- **WHAT THE EXERCISE ASKS**: Lift out all lines below that contain "does".

- **EXERCISE MATERIAL**:
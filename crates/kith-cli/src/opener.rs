//! Hands contact URIs to the desktop's default handler.

use std::io;
use std::process::{Command, Stdio};

use kith_core::actions::UrlOpener;

/// Launches the platform opener without waiting for it
#[derive(Debug, Clone, Copy)]
pub struct SystemOpener {
    dry_run: bool,
}

impl SystemOpener {
    pub const fn new(dry_run: bool) -> Self {
        Self { dry_run }
    }
}

impl UrlOpener for SystemOpener {
    fn open(&self, uri: &str) -> kith_core::Result<()> {
        if self.dry_run {
            tracing::debug!("Dry run: not opening {}", uri);
            return Ok(());
        }

        let (program, args) = opener_command(uri);
        Command::new(program)
            .args(&args)
            .stdin(Stdio::null())
            .stdout(Stdio::null())
            .stderr(Stdio::null())
            .spawn()
            .map(|_| ())
            .map_err(|error| {
                io::Error::new(
                    error.kind(),
                    format!("failed to launch `{program}` for {uri}: {error}"),
                )
                .into()
            })
    }
}

/// Program and arguments that open `uri` on this platform
pub fn opener_command(uri: &str) -> (&'static str, Vec<String>) {
    if cfg!(windows) {
        (
            "cmd",
            vec![
                "/C".to_string(),
                "start".to_string(),
                String::new(),
                uri.to_string(),
            ],
        )
    } else if cfg!(target_os = "macos") {
        ("open", vec![uri.to_string()])
    } else {
        ("xdg-open", vec![uri.to_string()])
    }
}
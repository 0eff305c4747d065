//! Kith CLI - one of your people, every day
//!
//! Shows today's contact, reaches out to them, or excludes them for good.

mod cli;
mod commands;
mod error;
mod keyring_store;
mod opener;
mod scheduler;
#[cfg(test)]
mod tests;

use clap::Parser;
use tracing_subscriber::EnvFilter;

use crate::cli::{Cli, Commands, ConfigCommands};
use crate::commands::common::{resolve_config_path, Context};
use crate::commands::completions::run_completions;
use crate::commands::config::{run_config_init, run_config_show};
use crate::commands::exclude::run_exclude;
use crate::commands::excluded::run_excluded;
use crate::commands::reach::run_reach;
use crate::commands::today::run_today;
use crate::error::CliError;

const DEFAULT_LOG_DIRECTIVES: [&str; 2] = ["kith=info", "kith_core=info"];

#[tokio::main]
async fn main() {
    if let Err(error) = run().await {
        eprintln!("Error: {error}");
        std::process::exit(1);
    }
}

async fn run() -> Result<(), CliError> {
    dotenvy::dotenv().ok();

    tracing_subscriber::fmt()
        .with_env_filter(with_default_directives(EnvFilter::from_default_env()))
        .with_writer(std::io::stderr)
        .init();

    let cli = Cli::parse();

    match cli.command {
        Some(Commands::Completions { shell, output }) => {
            run_completions(shell, output.as_deref())?;
        }
        Some(Commands::Config {
            command: ConfigCommands::Init { force },
        }) => {
            run_config_init(force, &resolve_config_path(cli.config))?;
        }
        command => {
            let ctx = Context::resolve(cli.config, cli.db_path, cli.contacts)?;
            match command {
                Some(Commands::Today { json }) => run_today(json, &ctx).await?,
                Some(Commands::Exclude { json }) => run_exclude(json, &ctx).await?,
                Some(Commands::Reach { action, dry_run }) => {
                    run_reach(action, dry_run, &ctx).await?;
                }
                Some(Commands::Excluded { json }) => run_excluded(json, &ctx).await?,
                Some(Commands::Config {
                    command: ConfigCommands::Show,
                }) => run_config_show(&ctx)?,
                None => run_today(false, &ctx).await?,
                Some(Commands::Completions { .. } | Commands::Config { .. }) => {}
            }
        }
    }

    Ok(())
}

/// Add the crate-level `info` directives on top of whatever `RUST_LOG` says
fn with_default_directives(filter: EnvFilter) -> EnvFilter {
    DEFAULT_LOG_DIRECTIVES
        .iter()
        .filter_map(|directive| directive.parse().ok())
        .fold(filter, EnvFilter::add_directive)
}
use std::io;

use thiserror::Error;

#[derive(Debug, Error)]
pub enum CliError {
    #[error(transparent)]
    Core(#[from] kith_core::Error),
    #[error(transparent)]
    Io(#[from] io::Error),
    #[error(transparent)]
    Serialization(#[from] serde_json::Error),
    #[error("Configuration error: {0}")]
    Config(String),
    #[error("No contact to reach today")]
    NothingToReach,
}
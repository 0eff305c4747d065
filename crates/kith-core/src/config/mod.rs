//! Application configuration.
//!
//! Every field has a default, so an empty JSON object (or no file at all) is a
//! valid configuration. Unknown fields are rejected to catch typos early.

use std::path::{Path, PathBuf};

use serde::{Deserialize, Serialize};

use crate::error::{Error, Result};
use crate::notify::Notification;
use crate::util::normalize_text_option;

const DEFAULT_REMINDER_HOUR: u32 = 8;
const DEFAULT_REMINDER_TITLE: &str = "Just a friendly reminder to write a friend!";
const DEFAULT_REMINDER_BODY: &str = "Click to see who you will write today.";
const MAX_STORAGE_RETRIES: u32 = 5;

/// Where the two Kith records are kept
#[derive(Debug, Clone, Copy, PartialEq, Eq, Serialize, Deserialize, Default)]
#[serde(rename_all = "lowercase")]
pub enum StoreBackend {
    /// Local libSQL database file
    #[default]
    Database,
    /// OS keychain entries
    Keyring,
}

/// Runtime configuration
#[derive(Debug, Clone, PartialEq, Eq, Serialize, Deserialize)]
#[serde(default, deny_unknown_fields)]
pub struct KithConfig {
    /// Local hour (0-23) of the next-day reminder
    pub reminder_hour: u32,
    /// Reminder notification title
    pub reminder_title: String,
    /// Reminder notification body
    pub reminder_body: String,
    /// How many times a failed storage operation is retried before giving up
    pub storage_retries: u32,
    /// Exported address book to draw from
    #[serde(skip_serializing_if = "Option::is_none")]
    pub contacts_path: Option<PathBuf>,
    /// Storage backend for the pick and exclusion records
    pub backend: StoreBackend,
}

impl Default for KithConfig {
    fn default() -> Self {
        Self {
            reminder_hour: DEFAULT_REMINDER_HOUR,
            reminder_title: DEFAULT_REMINDER_TITLE.to_string(),
            reminder_body: DEFAULT_REMINDER_BODY.to_string(),
            storage_retries: 1,
            contacts_path: None,
            backend: StoreBackend::Database,
        }
    }
}

impl KithConfig {
    /// Parse and validate a JSON configuration
    pub fn from_json(raw: &str) -> Result<Self> {
        let config: Self = serde_json::from_str(raw)
            .map_err(|error| Error::Config(format!("invalid config JSON: {error}")))?;
        config.validate()?;
        Ok(config)
    }

    /// Load from `path`; a missing file yields the defaults
    pub fn load_from_path(path: &Path) -> Result<Self> {
        if !path.exists() {
            return Ok(Self::default());
        }
        let raw = std::fs::read_to_string(path).map_err(|error| {
            Error::Config(format!("failed to read config at {}: {error}", path.display()))
        })?;
        Self::from_json(&raw)
    }

    /// Write the configuration as pretty JSON, creating parent directories
    pub fn save_to_path(&self, path: &Path) -> Result<()> {
        self.validate()?;
        if let Some(parent) = path.parent() {
            std::fs::create_dir_all(parent)?;
        }
        std::fs::write(path, serde_json::to_string_pretty(self)?)?;
        Ok(())
    }

    /// Check value ranges
    pub fn validate(&self) -> Result<()> {
        if self.reminder_hour > 23 {
            return Err(Error::Config(format!(
                "reminder_hour must be between 0 and 23 (got {})",
                self.reminder_hour
            )));
        }
        if normalize_text_option(Some(self.reminder_title.clone())).is_none() {
            return Err(Error::Config("reminder_title must not be empty".to_string()));
        }
        if self.storage_retries > MAX_STORAGE_RETRIES {
            return Err(Error::Config(format!(
                "storage_retries must be at most {MAX_STORAGE_RETRIES} (got {})",
                self.storage_retries
            )));
        }
        Ok(())
    }

    /// Reminder notification content
    pub fn notification(&self) -> Notification {
        Notification {
            title: self.reminder_title.trim().to_string(),
            body: self.reminder_body.trim().to_string(),
        }
    }
}

#[cfg(test)]
mod tests {
    use super::*;
    use pretty_assertions::assert_eq;
    use tempfile::tempdir;

    #[test]
    fn test_empty_object_is_default() {
        assert_eq!(KithConfig::from_json("{}").unwrap(), KithConfig::default());
    }

    #[test]
    fn test_rejects_unknown_fields() {
        let error = KithConfig::from_json(r#"{"reminder_hours": 9}"#).unwrap_err();
        assert!(error.to_string().contains("unknown field"));
    }

    #[test]
    fn test_rejects_out_of_range_hour() {
        let error = KithConfig::from_json(r#"{"reminder_hour": 24}"#).unwrap_err();
        assert!(error.to_string().contains("reminder_hour"));
    }

    #[test]
    fn test_parses_backend() {
        let config = KithConfig::from_json(r#"{"backend": "keyring", "storage_retries": 3}"#)
            .unwrap();
        assert_eq!(config.backend, StoreBackend::Keyring);
        assert_eq!(config.storage_retries, 3);
    }

    #[test]
    fn test_missing_file_is_default_and_save_roundtrips() {
        let tmp = tempdir().unwrap();
        let path = tmp.path().join("nested").join("config.json");
        assert_eq!(
            KithConfig::load_from_path(&path).unwrap(),
            KithConfig::default()
        );

        let config = KithConfig {
            reminder_hour: 7,
            contacts_path: Some(PathBuf::from("/tmp/contacts.json")),
            ..KithConfig::default()
        };
        config.save_to_path(&path).unwrap();
        assert_eq!(KithConfig::load_from_path(&path).unwrap(), config);
    }
}
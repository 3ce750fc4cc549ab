use std::fmt::{self, Write};
use unicode_general_category::{get_general_category, GeneralCategory};

use bstr::ByteSlice;

/// Renders bytes as a double-quoted JavaScript string literal.
pub(crate) fn js_str_inspect(s: &[u8]) -> JsStringInspector<'_> {
    JsStringInspector(s)
}

pub(crate) struct JsStringInspector<'a>(&'a [u8]);

impl<'a> fmt::Display for JsStringInspector<'a> {
    fn fmt(&self, f: &mut fmt::Formatter<'_>) -> fmt::Result {
        f.write_str("\"")?;
        for chunk in ByteSlice::utf8_chunks(self.0) {
            for char in chunk.valid().chars() {
                let esc = match char {
                    '\0' => Some("\\0"),
                    '\n' => Some("\\n"),
                    '\r' => Some("\\r"),
                    '\t' => Some("\\t"),
                    '\x0C' => Some("\\f"),
                    '\x0B' => Some("\\v"),
                    '\x08' => Some("\\b"),
                    '"' => Some("\\\""),
                    '\\' => Some("\\\\"),
                    _ => None,
                };
                if let Some(esc) = esc {
                    f.write_str(esc)?;
                } else if is_printable(char) {
                    f.write_char(char)?;
                } else if (char as u32) < 0x10000 {
                    write!(f, "\\u{:04X}", char as u32)?;
                } else {
                    write!(f, "\\u{{{:X}}}", char as u32)?;
                }
            }
            for &byte in chunk.invalid() {
                write!(f, "\\x{:02X}", byte)?;
            }
        }
        f.write_str("\"")
    }
}

fn is_printable(ch: char) -> bool {
    match get_general_category(ch) {
        GeneralCategory::Control
        | GeneralCategory::LineSeparator
        | GeneralCategory::ParagraphSeparator
        | GeneralCategory::Unassigned => false,
        GeneralCategory::Surrogate => unreachable!(),
        _ => true,
    }
}
use bstr::{BString, ByteSlice};
use tracing::{debug, trace};

use crate::ast::{AstBuilder, Node};
use crate::builder::Builder;
use crate::keywords::KeywordSet;
use crate::lexing::{Cursor, Fragment, FragmentKind};
use crate::parser_diagnostics::{Construct, ParseError};
use crate::pos::Range;
use crate::sexp::{to_sexp, SExp};
use crate::symbol::{Interner, Symbol};

/// Parses a whole program into an [`ast::Node`](crate::ast::Node) tree with
/// the standard keyword set.
pub fn parse(source: &[u8]) -> Result<Parsed, ParseError> {
    let mut session = Session::new();
    let root = session.parse(source)?;
    Ok(Parsed {
        root,
        interner: session.interner,
    })
}

/// Tree returned by [`parse`] together with the interner its symbols live in.
#[derive(Debug, Clone)]
pub struct Parsed {
    pub root: Node,
    pub interner: Interner,
}

impl Parsed {
    pub fn to_sexp(&self) -> SExp {
        to_sexp(&self.root, &self.interner)
    }
}

/// Vocabulary shared by consecutive parses: the interner symbols are handed
/// out from and the keyword set used for classification.
#[derive(Debug, Clone)]
pub struct Session {
    interner: Interner,
    keywords: KeywordSet,
}

impl Session {
    pub fn new() -> Self {
        Self::with_keywords(Interner::new(), KeywordSet::standard())
    }

    /// Pairs `keywords` with the interner its symbols were interned in.
    ///
    /// # Panics
    ///
    /// Panics if a keyword symbol was never handed out by `interner`.
    pub fn with_keywords(interner: Interner, keywords: KeywordSet) -> Self {
        if let Some(symbol) = keywords.iter().find(|s| s.index() >= interner.len()) {
            panic!(
                "keyword symbol #{} does not belong to the given interner",
                symbol.index()
            );
        }
        Session { interner, keywords }
    }

    /// Standard keywords plus `words`.
    pub fn with_extra_keywords<I, W>(words: I) -> Self
    where
        I: IntoIterator<Item = W>,
        W: AsRef<[u8]>,
    {
        let mut interner = Interner::new();
        let keywords = KeywordSet::standard().with_words(&mut interner, words);
        Self::with_keywords(interner, keywords)
    }

    pub fn interner(&self) -> &Interner {
        &self.interner
    }

    pub fn interner_mut(&mut self) -> &mut Interner {
        &mut self.interner
    }

    pub fn keywords(&self) -> &KeywordSet {
        &self.keywords
    }

    pub fn parse(&mut self, source: &[u8]) -> Result<Node, ParseError> {
        self.parse_with(&mut AstBuilder, source)
    }

    /// Parses `source` as a program, building nodes with `builder`.
    pub fn parse_with<B: Builder>(
        &mut self,
        builder: &mut B,
        source: &[u8],
    ) -> Result<B::Node, ParseError> {
        debug!(len = source.len(), "parsing toplevel");
        let result = self.parser(builder, source).parse_toplevel();
        if let Err(e) = &result {
            debug!(error = %e, range = ?e.range(), "parse failed");
        }
        result
    }

    /// Parses `source` as a sequence of statements into a fresh block node.
    pub fn parse_block_with<B: Builder>(
        &mut self,
        builder: &mut B,
        source: &[u8],
    ) -> Result<B::Node, ParseError> {
        debug!(len = source.len(), "parsing block");
        self.parser(builder, source).parse_block(None)
    }

    fn parser<'s, 'a, B: Builder>(
        &'a mut self,
        builder: &'a mut B,
        source: &'s [u8],
    ) -> Parser<'s, 'a, B> {
        Parser::new(source, &mut self.interner, &self.keywords, builder)
    }
}

impl Default for Session {
    fn default() -> Self {
        Self::new()
    }
}

/// What ends the element being parsed.
#[derive(Debug, Clone, Copy, PartialEq, Eq)]
pub enum Separator {
    /// `;` between statements
    Statement,
    /// `,` between call arguments; `)` closes the list
    Argument,
}

impl Separator {
    pub fn byte(self) -> u8 {
        match self {
            Separator::Statement => b';',
            Separator::Argument => b',',
        }
    }

    fn closer(self) -> Option<u8> {
        match self {
            Separator::Statement => None,
            Separator::Argument => Some(b')'),
        }
    }

    fn terminates(self, ch: u8) -> bool {
        ch == self.byte() || Some(ch) == self.closer()
    }
}

/// Recursive-descent parser over one source buffer.
///
/// Every node is created through the [`Builder`]; the parser only passes the
/// builder's values around.
pub struct Parser<'s, 'a, B: Builder> {
    cursor: Cursor<'s>,
    interner: &'a mut Interner,
    keywords: &'a KeywordSet,
    builder: &'a mut B,
}

impl<'s, 'a, B: Builder> Parser<'s, 'a, B> {
    pub fn new(
        source: &'s [u8],
        interner: &'a mut Interner,
        keywords: &'a KeywordSet,
        builder: &'a mut B,
    ) -> Self {
        Parser {
            cursor: Cursor::new(source),
            interner,
            keywords,
            builder,
        }
    }

    pub fn parse_toplevel(&mut self) -> Result<B::Node, ParseError> {
        let toplevel = self.builder.make_toplevel();
        self.parse_block(Some(toplevel))
    }

    /// Parses statements until the end of input and appends them to `block`,
    /// or to a new block if none is given.
    pub fn parse_block(&mut self, block: Option<B::Node>) -> Result<B::Node, ParseError> {
        let mut block = match block {
            Some(block) => block,
            None => self.builder.make_block(),
        };
        loop {
            self.cursor.skip_whitespace();
            match self.cursor.peek() {
                None => break,
                Some(b';') => {
                    // empty statement
                    self.cursor.bump();
                    continue;
                }
                Some(_) => {}
            }
            let element = self.parse_element(Separator::Statement)?;
            self.builder.append_to_block(&mut block, element);
            if self.cursor.peek() == Some(b';') {
                self.cursor.bump();
            }
        }
        Ok(block)
    }

    /// Parses one element ending at `sep`.
    ///
    /// On success the cursor is on the separator, on the closer of the
    /// enclosing list, or at the end of input.
    pub fn parse_element(&mut self, sep: Separator) -> Result<B::Node, ParseError> {
        let frag = self.cursor.next_fragment(self.interner, self.keywords)?;
        trace!(kind = %frag.kind, text = %frag.text, offset = frag.range.0, "fragment");
        match frag.kind {
            FragmentKind::Keyword => self.parse_after_keyword(frag, sep),
            FragmentKind::Identifier => self.parse_after_ident(frag, sep),
            FragmentKind::QuotedString => Err(ParseError::UnimplementedConstruct {
                construct: Construct::StringLiteral,
                range: frag.range,
            }),
            FragmentKind::Operator if frag.is_closing_punct() => Err(unexpected(&frag)),
            FragmentKind::Operator => Err(ParseError::UnimplementedConstruct {
                construct: Construct::OperatorExpression(BString::from(frag.text.as_bytes())),
                range: frag.range,
            }),
        }
    }

    fn parse_after_keyword(
        &mut self,
        frag: Fragment<'s>,
        _sep: Separator,
    ) -> Result<B::Node, ParseError> {
        // TODO: dispatch on the keyword symbol once statement rules exist
        Err(ParseError::UnimplementedConstruct {
            construct: Construct::Keyword(BString::from(frag.text.as_bytes())),
            range: frag.range,
        })
    }

    fn parse_after_ident(
        &mut self,
        frag: Fragment<'s>,
        sep: Separator,
    ) -> Result<B::Node, ParseError> {
        self.cursor.skip_whitespace();
        match self.cursor.peek() {
            None => Ok(self.make_name(&frag)),
            Some(ch) if sep.terminates(ch) => Ok(self.make_name(&frag)),
            Some(b'(') => {
                let target = self.interner.intern(frag.text);
                self.parse_call(target, sep)
            }
            Some(_) => Err(self.unsupported_continuation()),
        }
    }

    fn parse_call(&mut self, target: Symbol, sep: Separator) -> Result<B::Node, ParseError> {
        debug_assert_eq!(self.cursor.peek(), Some(b'('));
        trace!(offset = self.cursor.pos(), "call");
        self.cursor.bump();
        let mut args = self.builder.make_list();
        loop {
            self.cursor.skip_whitespace();
            match self.cursor.peek() {
                None => {
                    return Err(ParseError::UnexpectedEof {
                        range: Range::empty_at(self.cursor.pos()),
                    })
                }
                Some(b')') => {
                    self.cursor.bump();
                    break;
                }
                Some(_) => {}
            }
            let arg = self.parse_element(Separator::Argument)?;
            self.builder.append_to_list(&mut args, arg);
            if self.cursor.peek() == Some(b',') {
                self.cursor.bump();
            }
        }
        let call = self.builder.make_call(target, args);
        self.cursor.skip_whitespace();
        match self.cursor.peek() {
            None => Ok(call),
            Some(ch) if sep.terminates(ch) => Ok(call),
            Some(_) => Err(self.unsupported_continuation()),
        }
    }

    fn make_name(&mut self, frag: &Fragment<'s>) -> B::Node {
        let name = self.interner.intern(frag.text);
        self.builder.make_name(name)
    }

    /// Error for whatever follows a complete operand where the parser expected
    /// the end of the element.
    fn unsupported_continuation(&self) -> ParseError {
        let mut lookahead = self.cursor.clone();
        match lookahead.next_fragment(self.interner, self.keywords) {
            Err(e) => e,
            Ok(frag) if frag.is_closing_punct() => unexpected(&frag),
            Ok(frag) => ParseError::UnimplementedConstruct {
                construct: Construct::Continuation(BString::from(frag.text.as_bytes())),
                range: frag.range,
            },
        }
    }
}

fn unexpected(frag: &Fragment<'_>) -> ParseError {
    ParseError::UnexpectedFragment {
        kind: frag.kind,
        text: BString::from(frag.text.as_bytes()),
        range: frag.range,
    }
}

#[cfg(test)]
mod tests {
    use super::*;

    fn sexp(source: &str) -> String {
        parse(source.as_bytes()).unwrap().to_sexp().to_string()
    }

    fn error(source: &str) -> ParseError {
        parse(source.as_bytes()).unwrap_err()
    }

    #[test]
    fn test_names() {
        assert_eq!(sexp("x;"), "s(:toplevel,\n  s(:name, :x))");
        assert_eq!(sexp("x"), "s(:toplevel,\n  s(:name, :x))");
        assert_eq!(
            sexp(" x ;\n;; y"),
            "s(:toplevel,\n  s(:name, :x),\n  s(:name, :y))"
        );
    }

    #[test]
    fn test_calls() {
        assert_eq!(sexp("f()"), "s(:toplevel,\n  s(:call, :f,\n    s(:list)))");
        assert_eq!(sexp("f( )"), "s(:toplevel,\n  s(:call, :f,\n    s(:list)))");
        assert_eq!(
            sexp("f(a,)"),
            "s(:toplevel,\n  s(:call, :f,\n    s(:list,\n      s(:name, :a))))"
        );
    }

    #[test]
    fn test_separator_is_contextual() {
        // `,` does not end a statement and `;` does not end an argument
        assert_eq!(
            error("a, b"),
            ParseError::UnexpectedFragment {
                kind: FragmentKind::Operator,
                text: BString::from(","),
                range: Range(1, 2),
            }
        );
        assert_eq!(
            error("f(a; b)"),
            ParseError::UnexpectedFragment {
                kind: FragmentKind::Operator,
                text: BString::from(";"),
                range: Range(3, 4),
            }
        );
    }

    #[test]
    fn test_unimplemented() {
        let testcases = vec![
            ("return x;", Construct::Keyword(BString::from("return")), Range(0, 6)),
            ("f(while)", Construct::Keyword(BString::from("while")), Range(2, 7)),
            ("'s';", Construct::StringLiteral, Range(0, 3)),
            ("f(\"s\")", Construct::StringLiteral, Range(2, 5)),
            ("!x", Construct::OperatorExpression(BString::from("!")), Range(0, 1)),
            ("{ x }", Construct::OperatorExpression(BString::from("{")), Range(0, 1)),
            ("a = b", Construct::Continuation(BString::from("=")), Range(2, 3)),
            ("a.b", Construct::Continuation(BString::from(".")), Range(1, 2)),
            ("f() + g()", Construct::Continuation(BString::from("+")), Range(4, 5)),
            ("f()()", Construct::Continuation(BString::from("(")), Range(3, 4)),
            ("a\nb", Construct::Continuation(BString::from("b")), Range(2, 3)),
        ];
        for (source, construct, range) in testcases {
            let e = error(source);
            assert!(e.is_unimplemented(), "source: {:?}", source);
            assert_eq!(
                e,
                ParseError::UnimplementedConstruct { construct, range },
                "source: {:?}",
                source
            );
        }
    }

    #[test]
    fn test_eof_in_call() {
        assert_eq!(
            error("f(a,"),
            ParseError::UnexpectedEof {
                range: Range(4, 4),
            }
        );
        assert_eq!(
            error("f(g("),
            ParseError::UnexpectedEof {
                range: Range(4, 4),
            }
        );
    }

    #[test]
    fn test_parse_block_with() {
        let mut session = Session::new();
        let block = session.parse_block_with(&mut AstBuilder, b"a; b").unwrap();
        let a = session.interner().get(b"a").unwrap();
        let b = session.interner().get(b"b").unwrap();
        assert_eq!(
            block,
            Node::Block {
                stmts: vec![Node::Name { name: a }, Node::Name { name: b }],
            }
        );
    }

    #[test]
    fn test_extra_keywords() {
        let mut session = Session::with_extra_keywords(["let"]);
        assert!(session.keywords().contains_text(session.interner(), b"var"));
        assert_eq!(
            session.parse(b"let;"),
            Err(ParseError::UnimplementedConstruct {
                construct: Construct::Keyword(BString::from("let")),
                range: Range(0, 3),
            })
        );
        assert!(Session::new().parse(b"let;").is_ok());
    }
}
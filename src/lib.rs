pub use crate::builder::Builder;
pub use crate::parser_diagnostics::ParseError;
pub use crate::parsing::{parse, Parsed, Parser, Session};
pub use crate::symbol::{Interner, Symbol};

pub mod ast;
pub mod builder;
mod inspect;
pub mod keywords;
pub mod lexing;
pub mod parser_diagnostics;
pub mod parsing;
pub mod pos;
pub mod sexp;
pub mod symbol;
use std::fmt;

use bstr::BString;
use thiserror::Error;

use crate::inspect::js_str_inspect;
use crate::lexing::FragmentKind;
use crate::pos::Range;

/// Fatal parse failure. Parsing stops at the first error.
#[derive(Debug, Clone, PartialEq, Eq, Error)]
pub enum ParseError {
    #[error("malformed lexeme: {problem}")]
    MalformedLexeme { problem: LexemeProblem, range: Range },
    #[error("unexpected {kind} {}", js_str_inspect(.text))]
    UnexpectedFragment {
        kind: FragmentKind,
        text: BString,
        range: Range,
    },
    #[error("unexpected end of input")]
    UnexpectedEof { range: Range },
    #[error("{construct} is not supported yet")]
    UnimplementedConstruct { construct: Construct, range: Range },
}

impl ParseError {
    pub fn range(&self) -> Range {
        use ParseError::*;
        match self {
            MalformedLexeme { range, .. } => *range,
            UnexpectedFragment { range, .. } => *range,
            UnexpectedEof { range } => *range,
            UnimplementedConstruct { range, .. } => *range,
        }
    }

    /// `true` when the input is valid as far as the grammar goes but uses a
    /// construct the parser does not handle.
    pub fn is_unimplemented(&self) -> bool {
        matches!(self, ParseError::UnimplementedConstruct { .. })
    }
}

/// Why a fragment could not be read at all.
#[derive(Debug, Clone, Copy, PartialEq, Eq)]
pub enum LexemeProblem {
    UnterminatedString,
    UnexpectedByte(u8),
}

impl fmt::Display for LexemeProblem {
    fn fmt(&self, f: &mut fmt::Formatter<'_>) -> fmt::Result {
        match *self {
            LexemeProblem::UnterminatedString => f.write_str("unterminated string literal"),
            LexemeProblem::UnexpectedByte(byte) if byte.is_ascii_graphic() => {
                write!(f, "unexpected character `{}`", byte as char)
            }
            LexemeProblem::UnexpectedByte(byte) => write!(f, "unexpected byte 0x{:02X}", byte),
        }
    }
}

/// Grammar the parser recognizes but does not parse.
#[derive(Debug, Clone, PartialEq, Eq)]
pub enum Construct {
    /// Statement or expression introduced by a keyword
    Keyword(BString),
    /// Expression introduced by an operator or punctuator
    OperatorExpression(BString),
    StringLiteral,
    /// Anything following a complete operand: binary operators, member
    /// access, assignment, ...
    Continuation(BString),
}

impl fmt::Display for Construct {
    fn fmt(&self, f: &mut fmt::Formatter<'_>) -> fmt::Result {
        match self {
            Construct::Keyword(text) => {
                write!(f, "keyword-led construct {}", js_str_inspect(text))
            }
            Construct::OperatorExpression(text) => {
                write!(f, "expression starting with {}", js_str_inspect(text))
            }
            Construct::StringLiteral => f.write_str("string literal expression"),
            Construct::Continuation(text) => {
                write!(f, "{} following an operand", js_str_inspect(text))
            }
        }
    }
}

#[cfg(test)]
mod tests {
    use super::*;

    #[test]
    fn test_messages() {
        let testcases = vec![
            (
                ParseError::MalformedLexeme {
                    problem: LexemeProblem::UnexpectedByte(b'#'),
                    range: Range(0, 1),
                },
                "malformed lexeme: unexpected character `#`",
            ),
            (
                ParseError::MalformedLexeme {
                    problem: LexemeProblem::UnexpectedByte(0xE3),
                    range: Range(0, 1),
                },
                "malformed lexeme: unexpected byte 0xE3",
            ),
            (
                ParseError::UnexpectedFragment {
                    kind: FragmentKind::Operator,
                    text: BString::from(")"),
                    range: Range(1, 2),
                },
                "unexpected operator \")\"",
            ),
            (
                ParseError::UnimplementedConstruct {
                    construct: Construct::Keyword(BString::from("while")),
                    range: Range(0, 5),
                },
                "keyword-led construct \"while\" is not supported yet",
            ),
            (
                ParseError::UnexpectedEof {
                    range: Range(4, 4),
                },
                "unexpected end of input",
            ),
        ];
        for (error, expected) in &testcases {
            assert_eq!(error.to_string(), *expected);
        }
    }
}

- **ANSWER SPACE**:
                "keyword symbol #{} does not belong to the given interner",
        // `,` does not end a statement and `;` does not end an argument
    /// construct the parser does not handle.
/// Grammar the parser recognizes but does not parse.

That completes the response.